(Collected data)
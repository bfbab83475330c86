use crate::constants::DEFAULT_BACKEND_URL;
use serde::{Deserialize, Serialize};
use std::fs;
use std::path::PathBuf;

#[derive(Debug, Serialize, Deserialize, Clone)]
pub struct AppConfig {
    pub backend_url: String,
}

impl Default for AppConfig {
    fn default() -> Self {
        Self {
            backend_url: DEFAULT_BACKEND_URL.to_string(),
        }
    }
}

impl AppConfig {
    pub fn config_dir() -> PathBuf {
        let mut path = dirs::config_dir().unwrap_or_else(|| PathBuf::from("."));
        path.push("grant-desk");
        path
    }

    pub fn config_file() -> PathBuf {
        let mut path = Self::config_dir();
        path.push("config.toml");
        path
    }

    pub fn load() -> Self {
        let path = Self::config_file();
        if path.exists() {
            if let Ok(content) = fs::read_to_string(&path) {
                if let Ok(config) = toml::from_str(&content) {
                    return config;
                }
            }
        }
        let default = Self::default();
        let _ = default.save();
        default
    }

    pub fn save(&self) -> anyhow::Result<()> {
        let dir = Self::config_dir();
        if !dir.exists() {
            fs::create_dir_all(&dir)?;
        }
        let content = toml::to_string_pretty(self)?;
        fs::write(Self::config_file(), content)?;
        Ok(())
    }
}

#[cfg(test)]
mod tests {
    use super::*;

    #[test]
    fn test_default_points_at_local_backend() {
        let config = AppConfig::default();
        assert_eq!(config.backend_url, "http://localhost:5000");
    }

    #[test]
    fn test_config_toml_round_trip() {
        let config = AppConfig {
            backend_url: "http://10.0.0.2:8080".to_string(),
        };
        let serialized = toml::to_string_pretty(&config).unwrap();
        let parsed: AppConfig = toml::from_str(&serialized).unwrap();
        assert_eq!(parsed.backend_url, config.backend_url);
    }

    #[test]
    fn test_invalid_toml_is_rejected() {
        assert!(toml::from_str::<AppConfig>("backend_url = 42").is_err());
    }
}
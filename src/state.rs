use crate::api::BackendClient;
use crate::config::AppConfig;

/// Phase of the submission flow. At most one submission is in flight at a
/// time; the Generate button stays desensitized outside `Idle`.
#[derive(Debug, Clone, Copy, PartialEq, Eq)]
pub enum UiPhase {
    Idle,
    FetchingLoadingFragment,
    AwaitingResult,
    Rendering,
}

/// Central application state holding shared data and clients.
pub struct AppState {
    /// Persisted configuration (backend URL).
    pub config: AppConfig,
    /// Backend client, rebuilt when the configuration changes.
    pub client: Option<BackendClient>,
    /// Current phase of the submission flow.
    pub phase: UiPhase,
    /// Cleaned report of the last successful submission, kept for export.
    pub last_report: Option<String>,
    /// Organization type of the last successful submission, used for the
    /// suggested export filename.
    pub last_org_type: Option<String>,
}

impl AppState {
    pub fn new(config: AppConfig) -> Self {
        let client = BackendClient::new(&config.backend_url).ok();
        Self {
            config,
            client,
            phase: UiPhase::Idle,
            last_report: None,
            last_org_type: None,
        }
    }

    /// Rebuilds the backend client from the current configuration.
    pub fn rebuild_client(&mut self) {
        self.client = BackendClient::new(&self.config.backend_url).ok();
    }

    pub fn is_busy(&self) -> bool {
        self.phase != UiPhase::Idle
    }
}

#[cfg(test)]
mod tests {
    use super::*;

    #[test]
    fn test_new_state_is_idle_with_client() {
        let state = AppState::new(AppConfig::default());
        assert!(!state.is_busy());
        assert!(state.client.is_some());
        assert!(state.last_report.is_none());
    }

    #[test]
    fn test_rebuild_client_follows_config() {
        let mut state = AppState::new(AppConfig::default());
        state.config.backend_url = "http://10.0.0.2:9000/".to_string();
        state.rebuild_client();
        assert_eq!(
            state.client.as_ref().map(|c| c.base_url()),
            Some("http://10.0.0.2:9000")
        );
    }

    #[test]
    fn test_busy_outside_idle() {
        let mut state = AppState::new(AppConfig::default());
        state.phase = UiPhase::AwaitingResult;
        assert!(state.is_busy());
        state.phase = UiPhase::Idle;
        assert!(!state.is_busy());
    }
}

▶ _Work order_:
Type out every record above once more, exactly.

▶ _Answer for the task_:
repository bfbab83475330c86
use crate::constants::DEFAULT_BACKEND_URL;
use serde::{Deserialize, Serialize};
use std::fs;
use std::path::PathBuf;

#[derive(Debug, Serialize, Deserialize, Clone)]
pub struct AppConfig {
    pub backend_url: String,
}

impl Default for AppConfig {
    fn default() -> Self {
        Self {
            backend_url: DEFAULT_BACKEND_URL.to_string(),
        }
    }
}

impl AppConfig {
    pub fn config_dir() -> PathBuf {
        let mut path = dirs::config_dir().unwrap_or_else(|| PathBuf::from("."));
        path.push("grant-desk");
        path
    }

    pub fn config_file() -> PathBuf {
        let mut path = Self::config_dir();
        path.push("config.toml");
        path
    }

    pub fn load() -> Self {
        let path = Self::config_file();
        if path.exists() {
            if let Ok(content) = fs::read_to_string(&path) {
                if let Ok(config) = toml::from_str(&content) {
                    return config;
                }
            }
        }
        let default = Self::default();
        let _ = default.save();
        default
    }

    pub fn save(&self) -> anyhow::Result<()> {
        let dir = Self::config_dir();
        if !dir.exists() {
            fs::create_dir_all(&dir)?;
        }
        let content = toml::to_string_pretty(self)?;
        fs::write(Self::config_file(), content)?;
        Ok(())
    }
}

#[cfg(test)]
mod tests {
    use super::*;

    #[test]
    fn test_default_points_at_local_backend() {
        let config = AppConfig::default();
        assert_eq!(config.backend_url, "http://localhost:5000");
    }

    #[test]
    fn test_config_toml_round_trip() {
        let config = AppConfig {
            backend_url: "http://10.0.0.2:8080".to_string(),
        };
        let serialized = toml::to_string_pretty(&config).unwrap();
        let parsed: AppConfig = toml::from_str(&serialized).unwrap();
        assert_eq!(parsed.backend_url, config.backend_url);
    }

    #[test]
    fn test_invalid_toml_is_rejected() {
        assert!(toml::from_str::<AppConfig>("backend_url = 42").is_err());
    }
}
filename src/state.rs
use crate::api::BackendClient;
use crate::config::AppConfig;

/// Phase of the submission flow. At most one submission is in flight at a
/// time; the Generate button stays desensitized outside `Idle`.
#[derive(Debug, Clone, Copy, PartialEq, Eq)]
pub enum UiPhase {
    Idle,
    FetchingLoadingFragment,
    AwaitingResult,
    Rendering,
}

/// Central application state holding shared data and clients.
pub struct AppState {
    /// Persisted configuration (backend URL).
    pub config: AppConfig,
    /// Backend client, rebuilt when the configuration changes.
    pub client: Option<BackendClient>,
    /// Current phase of the submission flow.
    pub phase: UiPhase,
    /// Cleaned report of the last successful submission, kept for export.
    pub last_report: Option<String>,
    /// Organization type of the last successful submission, used for the
    /// suggested export filename.
    pub last_org_type: Option<String>,
}

impl AppState {
    pub fn new(config: AppConfig) -> Self {
        let client = BackendClient::new(&config.backend_url).ok();
        Self {
            config,
            client,
            phase: UiPhase::Idle,
            last_report: None,
            last_org_type: None,
        }
    }

    /// Rebuilds the backend client from the current configuration.
    pub fn rebuild_client(&mut self) {
        self.client = BackendClient::new(&self.config.backend_url).ok();
    }

    pub fn is_busy(&self) -> bool {
        self.phase != UiPhase::Idle
    }
}

#[cfg(test)]
mod tests {
    use super::*;

    #[test]
    fn test_new_state_is_idle_with_client() {
        let state = AppState::new(AppConfig::default());
        assert!(!state.is_busy());
        assert!(state.client.is_some());
        assert!(state.last_report.is_none());
    }

    #[test]
    fn test_rebuild_client_follows_config() {
        let mut state = AppState::new(AppConfig::default());
        state.config.backend_url = "http://10.0.0.2:9000/".to_string();
        state.rebuild_client();
        assert_eq!(
            state.client.as_ref().map(|c| c.base_url()),
            Some("http://10.0.0.2:9000")
        );
    }

    #[test]
    fn test_busy_outside_idle() {
        let mut state = AppState::new(AppConfig::default());
        state.phase = UiPhase::AwaitingResult;
        assert!(state.is_busy());
        state.phase = UiPhase::Idle;
        assert!(!state.is_busy());
    }
}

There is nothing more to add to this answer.